→ **What the task asks**
Check every line of the entries below for the word "next", and copy the ones that have it.

Collected data entries
───

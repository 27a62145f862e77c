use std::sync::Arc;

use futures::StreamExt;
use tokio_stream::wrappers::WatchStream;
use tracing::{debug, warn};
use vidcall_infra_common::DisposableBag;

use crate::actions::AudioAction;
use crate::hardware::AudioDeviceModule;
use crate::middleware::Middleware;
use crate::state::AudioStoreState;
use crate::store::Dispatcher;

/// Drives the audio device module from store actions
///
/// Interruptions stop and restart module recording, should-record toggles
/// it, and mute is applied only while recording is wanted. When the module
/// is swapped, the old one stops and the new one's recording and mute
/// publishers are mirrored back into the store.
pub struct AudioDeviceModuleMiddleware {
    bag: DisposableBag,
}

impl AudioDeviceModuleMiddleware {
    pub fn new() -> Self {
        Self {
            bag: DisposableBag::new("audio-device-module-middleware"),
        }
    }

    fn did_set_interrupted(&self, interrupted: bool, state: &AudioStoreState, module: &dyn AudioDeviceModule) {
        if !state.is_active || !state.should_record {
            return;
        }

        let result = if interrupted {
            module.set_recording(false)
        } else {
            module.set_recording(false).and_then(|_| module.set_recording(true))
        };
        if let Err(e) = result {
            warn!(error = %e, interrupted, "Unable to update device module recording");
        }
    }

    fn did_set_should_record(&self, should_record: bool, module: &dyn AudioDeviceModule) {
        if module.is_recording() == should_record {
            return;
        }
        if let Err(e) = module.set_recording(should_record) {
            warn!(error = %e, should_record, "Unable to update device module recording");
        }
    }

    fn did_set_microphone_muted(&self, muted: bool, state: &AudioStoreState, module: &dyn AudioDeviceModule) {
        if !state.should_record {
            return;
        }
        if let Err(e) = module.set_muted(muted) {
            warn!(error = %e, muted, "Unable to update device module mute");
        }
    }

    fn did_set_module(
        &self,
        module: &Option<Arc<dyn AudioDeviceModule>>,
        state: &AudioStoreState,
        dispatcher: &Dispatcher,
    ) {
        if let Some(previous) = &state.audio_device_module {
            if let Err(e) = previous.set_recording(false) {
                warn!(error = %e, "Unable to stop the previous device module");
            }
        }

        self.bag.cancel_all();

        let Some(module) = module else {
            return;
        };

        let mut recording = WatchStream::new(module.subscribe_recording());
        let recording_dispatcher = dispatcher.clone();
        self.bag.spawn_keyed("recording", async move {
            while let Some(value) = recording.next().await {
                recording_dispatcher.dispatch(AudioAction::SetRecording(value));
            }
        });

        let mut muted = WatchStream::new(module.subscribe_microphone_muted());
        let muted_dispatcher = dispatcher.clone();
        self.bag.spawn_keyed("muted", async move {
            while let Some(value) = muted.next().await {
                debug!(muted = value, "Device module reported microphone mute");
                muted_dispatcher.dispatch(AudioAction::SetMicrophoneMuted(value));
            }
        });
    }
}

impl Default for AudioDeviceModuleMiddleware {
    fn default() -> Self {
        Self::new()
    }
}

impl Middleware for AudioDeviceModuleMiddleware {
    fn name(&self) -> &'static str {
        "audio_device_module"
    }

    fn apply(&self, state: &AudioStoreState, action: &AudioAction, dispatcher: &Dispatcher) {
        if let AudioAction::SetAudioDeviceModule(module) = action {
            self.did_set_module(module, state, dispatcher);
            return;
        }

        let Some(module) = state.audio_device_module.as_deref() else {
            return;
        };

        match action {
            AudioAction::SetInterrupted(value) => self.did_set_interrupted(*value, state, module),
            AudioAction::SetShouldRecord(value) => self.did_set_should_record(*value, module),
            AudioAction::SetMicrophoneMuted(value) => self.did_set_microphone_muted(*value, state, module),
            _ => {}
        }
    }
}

───

→ **Answer box**
            while let Some(value) = recording.next().await {
            while let Some(value) = muted.next().await {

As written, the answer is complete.